Considerable pricing strength throughout 2019 in other areas of gross profit, combined with favorable cost trends in our other direct cost areas and the traction we are gaining in Workforce Acceleration, contributes to our outlook for gross profit improvement in 2020. And any reversion of large claim activity back to our lower levels would reduce our 2020 benefit cost trend and further improve our gross profit.

Now shifting to our balance sheet and cash flow. We ended the second [Phonetic] quarter with $131 million of adjusted cash and $239 million of debt outstanding on our recently expanded $500 million credit line. We have now repurchased 1.5 million shares in 2019, including 1.2 million shares in Q3. When combined with dividend payments totaling $37 million, we have returned just over $190 million to shareholders thus far in 2019 as we continue to invest in the long-term growth of the business.

Now, before we open up the call for questions, I'd like to provide an update to our full year 2019 forecast. As Paul just mentioned, we are now forecasting 13% growth in average paid worksite employees for the full year 2019. Our updated 2019 earnings guidance takes into account this revised growth forecast, the recent elevated large claim activity and our conservative approach to estimating Q4 benefit costs. With this in mind, we are now forecasting full year 2019 adjusted EPS in a range of $4.08 to $4.20 and adjusted EBITDA in a range of $247 million to $253 billion.

While we are obviously disappointed in the effect of elevated healthcare costs in our 2019 results, we still plan on completing the year with both an industry-leading worksite employee growth rate and profitability per worksite employee. We are currently going through our normal budgeting process for 2020 and will provide our detailed guidance on our next earnings call. Based upon our current outlook including our earlier comments in the areas of worksite employee growth in gross profit, we expect 2020 earnings growth to be improved and not indicative of the latter half of 2019.

Now at this time, I'd like to open up the call for questions.

Questions and Answers:

Operator

[Operator Instructions] Your first question comes from the line of Tobey Sommer from SunTrust. Your line is open.

Jasper Bibb -- SunTrust Robinson Humphrey -- Analyst

Thanks. This is Jasper Bibb on for Tobey today. With respect to the guide for WSE growth, could you quantify how much of that comes from additional hiring within the existing customer base? And are there any trends you're seeing on that?

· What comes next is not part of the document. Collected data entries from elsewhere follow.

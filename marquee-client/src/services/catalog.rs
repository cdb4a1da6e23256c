//! Catalog browsing service: sections, search, discovery, details.

use std::sync::Arc;

use async_trait::async_trait;

use marquee_model::{
    Credits, DiscoverRequest, Genre, ListRequest, Movie, MovieDetails, Page, SearchRequest,
    Section, VideoList,
};

use crate::api_client::CatalogClient;
use crate::services::swallow;

/// Movie catalog operations the list and detail screens depend on.
///
/// All operations return `None`/empty on failure; the gateway has already
/// logged the cause.
#[async_trait]
pub trait CatalogService: Send + Sync {
    /// One page of a curated section.
    async fn movie_list(&self, section: Section, page: u32) -> Option<Page<Movie>>;

    /// One page of free-text search results.
    async fn search_movies(&self, request: SearchRequest) -> Option<Page<Movie>>;

    /// One page of genre-filtered discovery results.
    async fn discover_movies(&self, request: DiscoverRequest) -> Option<Page<Movie>>;

    /// All movie genres; empty on failure.
    async fn genres(&self) -> Vec<Genre>;

    async fn movie_details(&self, movie_id: u64) -> Option<MovieDetails>;

    async fn movie_credits(&self, movie_id: u64) -> Option<Credits>;

    async fn movie_videos(&self, movie_id: u64) -> Option<VideoList>;

    async fn similar_movies(&self, movie_id: u64, page: u32) -> Option<Page<Movie>>;
}

/// [`CatalogService`] backed by the HTTP gateway.
#[derive(Debug, Clone)]
pub struct CatalogApiAdapter {
    client: Arc<CatalogClient>,
}

impl CatalogApiAdapter {
    pub fn new(client: Arc<CatalogClient>) -> Self {
        Self { client }
    }
}

#[async_trait]
impl CatalogService for CatalogApiAdapter {
    async fn movie_list(&self, section: Section, page: u32) -> Option<Page<Movie>> {
        let request = ListRequest::page(page);
        swallow(
            "movie list",
            self.client.movie_list(section, &request).await,
        )
    }

    async fn search_movies(&self, request: SearchRequest) -> Option<Page<Movie>> {
        swallow("movie search", self.client.search_movies(&request).await)
    }

    async fn discover_movies(&self, request: DiscoverRequest) -> Option<Page<Movie>> {
        swallow("discover", self.client.discover_movies(&request).await)
    }

    async fn genres(&self) -> Vec<Genre> {
        swallow("genre list", self.client.genres().await)
            .map(|list| list.genres)
            .unwrap_or_default()
    }

    async fn movie_details(&self, movie_id: u64) -> Option<MovieDetails> {
        swallow("movie details", self.client.movie_details(movie_id).await)
    }

    async fn movie_credits(&self, movie_id: u64) -> Option<Credits> {
        swallow("movie credits", self.client.movie_credits(movie_id).await)
    }

    async fn movie_videos(&self, movie_id: u64) -> Option<VideoList> {
        swallow("movie videos", self.client.movie_videos(movie_id).await)
    }

    async fn similar_movies(&self, movie_id: u64, page: u32) -> Option<Page<Movie>> {
        swallow(
            "similar movies",
            self.client.similar_movies(movie_id, page).await,
        )
    }
}
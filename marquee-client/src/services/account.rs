//! Personal lists (favourites, watchlist) and profile service.

use std::sync::Arc;

use async_trait::async_trait;

use marquee_model::{Account, MediaStateRequest, Movie, Page, SessionStatus};

use crate::api_client::CatalogClient;
use crate::error::ClientResult;
use crate::services::swallow;

/// Operations that require an established session.
#[async_trait]
pub trait AccountService: Send + Sync {
    /// Profile of the session owner.
    async fn profile(&self) -> Option<Account>;

    /// One page of favourite movies.
    async fn favourite_movies(&self, account_id: u64, page: u32) -> Option<Page<Movie>>;

    /// One page of watchlist movies.
    async fn watchlist_movies(&self, account_id: u64, page: u32) -> Option<Page<Movie>>;

    /// Mark or unmark a favourite; false when the mutation failed.
    async fn set_favourite(&self, account_id: u64, movie_id: u64, favourite: bool) -> bool;

    /// Add to or remove from the watchlist; false when the mutation failed.
    async fn set_watchlist(&self, account_id: u64, movie_id: u64, watchlist: bool) -> bool;
}

/// [`AccountService`] backed by the HTTP gateway.
#[derive(Debug, Clone)]
pub struct AccountApiAdapter {
    client: Arc<CatalogClient>,
}

impl AccountApiAdapter {
    pub fn new(client: Arc<CatalogClient>) -> Self {
        Self { client }
    }
}

#[async_trait]
impl AccountService for AccountApiAdapter {
    async fn profile(&self) -> Option<Account> {
        swallow("account profile", self.client.account().await)
    }

    async fn favourite_movies(&self, account_id: u64, page: u32) -> Option<Page<Movie>> {
        swallow(
            "favourite movies",
            self.client.favourite_movies(account_id, page).await,
        )
    }

    async fn watchlist_movies(&self, account_id: u64, page: u32) -> Option<Page<Movie>> {
        swallow(
            "watchlist movies",
            self.client.watchlist_movies(account_id, page).await,
        )
    }

    async fn set_favourite(&self, account_id: u64, movie_id: u64, favourite: bool) -> bool {
        let request = MediaStateRequest::favourite(movie_id, favourite);
        mutation_succeeded(
            "favourite mutation",
            self.client.set_favourite(account_id, &request).await,
        )
    }

    async fn set_watchlist(&self, account_id: u64, movie_id: u64, watchlist: bool) -> bool {
        let request = MediaStateRequest::watchlist(movie_id, watchlist);
        mutation_succeeded(
            "watchlist mutation",
            self.client.set_watchlist(account_id, &request).await,
        )
    }
}

/// Collapse a mutation response to its success flag; transport and decode
/// failures read as an unsuccessful mutation.
fn mutation_succeeded(operation: &str, result: ClientResult<SessionStatus>) -> bool {
    swallow(operation, result)
        .map(|status| status.success)
        .unwrap_or(false)
}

Paul J. Sarvadi -- Management Director, Chairman and Chief Executive Officer

Yeah. I mean, we've taken a conservative look at the net gain from employees based on kind of what's going on the last couple of quarters. But like I said about the survey we conducted, there's still a lot of optimism out there. People have generally met their business plans for the year and are looking at improve sales for next year. And so we expect the need for employees within our client base to continue, and to the degree that you can find the qualified people, they will continue to see growth in the client base. But we're kind of being conservative about that going forward.

Jasper Bibb -- SunTrust Robinson Humphrey -- Analyst

Okay, perfect. I was wondering if you could elaborate on those changes to your healthcare pricing after seeing those outsized claims in the past few quarters.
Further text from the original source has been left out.